--- Source data Enclosed Below ---

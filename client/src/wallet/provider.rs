//! Wallet provider capability surface.
//!
//! The provider owns the connection lifecycle; the gallery only reads its
//! status and forwards user intents. `connect`, `install`, and `disconnect`
//! return immediately and their outcome is observed through the next
//! status snapshot, never through a return value.

#[cfg(test)]
#[path = "provider_test.rs"]
mod provider_test;

use std::sync::Arc;

use super::connector::ConnectType;

/// Raw connection status as reported by the wallet provider.
#[derive(Clone, Copy, Debug, Default, PartialEq, Eq)]
pub enum ProviderStatus {
    #[default]
    Initializing,
    WalletNotConnected,
    WalletConnected,
    Unavailable,
}

impl ProviderStatus {
    /// Parse a provider status tag such as `"WALLET_CONNECTED"`.
    ///
    /// Unknown tags map to [`ProviderStatus::Unavailable`].
    #[must_use]
    pub fn from_tag(tag: &str) -> Self {
        match tag {
            "INITIALIZING" => Self::Initializing,
            "WALLET_NOT_CONNECTED" => Self::WalletNotConnected,
            "WALLET_CONNECTED" => Self::WalletConnected,
            _ => Self::Unavailable,
        }
    }
}

/// An active wallet session exposed by the provider.
#[derive(Clone, Debug, PartialEq, Eq)]
pub struct WalletSession {
    pub terra_address: String,
}

/// Capabilities consumed from the wallet-connection SDK.
pub trait WalletProvider: Send + Sync {
    fn status(&self) -> ProviderStatus;

    /// Connector tags that can connect right now.
    fn available_connect_types(&self) -> Vec<ConnectType>;

    /// Connector tags that need installing first.
    fn available_install_types(&self) -> Vec<ConnectType>;

    /// Active sessions; the first one is the connected wallet.
    fn wallets(&self) -> Vec<WalletSession>;

    fn connect(&self, connect_type: &ConnectType);

    fn install(&self, connect_type: &ConnectType);

    fn disconnect(&self);
}

/// Shared handle passed to components that dispatch wallet actions.
pub type WalletHandle = Arc<dyn WalletProvider>;

/// Provider used where no browser wallet can exist (server rendering).
///
/// Reports `Initializing` forever and ignores every action.
#[derive(Clone, Copy, Debug, Default)]
pub struct DetachedProvider;

impl WalletProvider for DetachedProvider {
    fn status(&self) -> ProviderStatus {
        ProviderStatus::Initializing
    }

    fn available_connect_types(&self) -> Vec<ConnectType> {
        Vec::new()
    }

    fn available_install_types(&self) -> Vec<ConnectType> {
        Vec::new()
    }

    fn wallets(&self) -> Vec<WalletSession> {
        Vec::new()
    }

    fn connect(&self, connect_type: &ConnectType) {
        log::warn!("connect({}) ignored: no wallet provider attached", connect_type.as_tag());
    }

    fn install(&self, connect_type: &ConnectType) {
        log::warn!("install({}) ignored: no wallet provider attached", connect_type.as_tag());
    }

    fn disconnect(&self) {
        log::warn!("disconnect ignored: no wallet provider attached");
    }
}

/// Provider for the current build target: the injected browser bridge when
/// hydrating, otherwise [`DetachedProvider`].
#[must_use]
pub fn default_provider() -> WalletHandle {
    #[cfg(feature = "hydrate")]
    {
        Arc::new(super::browser::BrowserWalletProvider)
    }
    #[cfg(not(feature = "hydrate"))]
    {
        Arc::new(DetachedProvider)
    }
}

--- End of Enclosed Source data ---

Problem details
For this exercise, please output exactly the lines above starting at the line with "use std::sync::Arc;" and ending at the line with "fn install(&self, connect_type: &ConnectType);", ends included.

Finished task
use std::sync::Arc;

use super::connector::ConnectType;

/// Raw connection status as reported by the wallet provider.
#[derive(Clone, Copy, Debug, Default, PartialEq, Eq)]
pub enum ProviderStatus {
    #[default]
    Initializing,
    WalletNotConnected,
    WalletConnected,
    Unavailable,
}

impl ProviderStatus {
    /// Parse a provider status tag such as `"WALLET_CONNECTED"`.
    ///
    /// Unknown tags map to [`ProviderStatus::Unavailable`].
    #[must_use]
    pub fn from_tag(tag: &str) -> Self {
        match tag {
            "INITIALIZING" => Self::Initializing,
            "WALLET_NOT_CONNECTED" => Self::WalletNotConnected,
            "WALLET_CONNECTED" => Self::WalletConnected,
            _ => Self::Unavailable,
        }
    }
}

/// An active wallet session exposed by the provider.
#[derive(Clone, Debug, PartialEq, Eq)]
pub struct WalletSession {
    pub terra_address: String,
}

/// Capabilities consumed from the wallet-connection SDK.
pub trait WalletProvider: Send + Sync {
    fn status(&self) -> ProviderStatus;

    /// Connector tags that can connect right now.
    fn available_connect_types(&self) -> Vec<ConnectType>;

    /// Connector tags that need installing first.
    fn available_install_types(&self) -> Vec<ConnectType>;

    /// Active sessions; the first one is the connected wallet.
    fn wallets(&self) -> Vec<WalletSession>;

    fn connect(&self, connect_type: &ConnectType);

    fn install(&self, connect_type: &ConnectType);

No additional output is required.